- [WHAT IS BEING ASKED]: List each line of the data that holds the string "axum".

- [EXTRACTED RECORDS]:
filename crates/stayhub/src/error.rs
use crate::config::ConfigError;
use crate::marketplace::router::error_response;
use crate::marketplace::MarketplaceError;
use crate::telemetry::TelemetryError;
use axum::http::StatusCode;
use axum::response::{IntoResponse, Response};
use axum::Json;
use serde_json::json;
use std::fmt;

#[derive(Debug)]
pub enum AppError {
    Config(ConfigError),
    Telemetry(TelemetryError),
    Io(std::io::Error),
    Server(axum::Error),
    Marketplace(MarketplaceError),
}

impl fmt::Display for AppError {
    fn fmt(&self, f: &mut fmt::Formatter<'_>) -> fmt::Result {
        match self {
            AppError::Config(err) => write!(f, "configuration error: {}", err),
            AppError::Telemetry(err) => write!(f, "telemetry error: {}", err),
            AppError::Io(err) => write!(f, "io error: {}", err),
            AppError::Server(err) => write!(f, "server error: {}", err),
            AppError::Marketplace(err) => write!(f, "marketplace error: {}", err),
        }
    }
}

impl std::error::Error for AppError {
    fn source(&self) -> Option<&(dyn std::error::Error + 'static)> {
        match self {
            AppError::Config(err) => Some(err),
            AppError::Telemetry(err) => Some(err),
            AppError::Io(err) => Some(err),
            AppError::Server(err) => Some(err),
            AppError::Marketplace(err) => Some(err),
        }
    }
}

impl IntoResponse for AppError {
    fn into_response(self) -> Response {
        match self {
            AppError::Marketplace(err) => error_response(err),
            other => {
                let body = Json(json!({ "error": other.to_string() }));
                (StatusCode::INTERNAL_SERVER_ERROR, body).into_response()
            }
        }
    }
}

impl From<ConfigError> for AppError {
    fn from(value: ConfigError) -> Self {
        Self::Config(value)
    }
}

impl From<TelemetryError> for AppError {
    fn from(value: TelemetryError) -> Self {
        Self::Telemetry(value)
    }
}

impl From<std::io::Error> for AppError {
    fn from(value: std::io::Error) -> Self {
        Self::Io(value)
    }
}

impl From<axum::Error> for AppError {
    fn from(value: axum::Error) -> Self {
        Self::Server(value)
    }
}

impl From<MarketplaceError> for AppError {
    fn from(value: MarketplaceError) -> Self {
        Self::Marketplace(value)
    }
}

- [THE COMPLETED TASK]:
use axum::http::StatusCode;
use axum::response::{IntoResponse, Response};
use axum::Json;
    Server(axum::Error),
impl From<axum::Error> for AppError {
    fn from(value: axum::Error) -> Self {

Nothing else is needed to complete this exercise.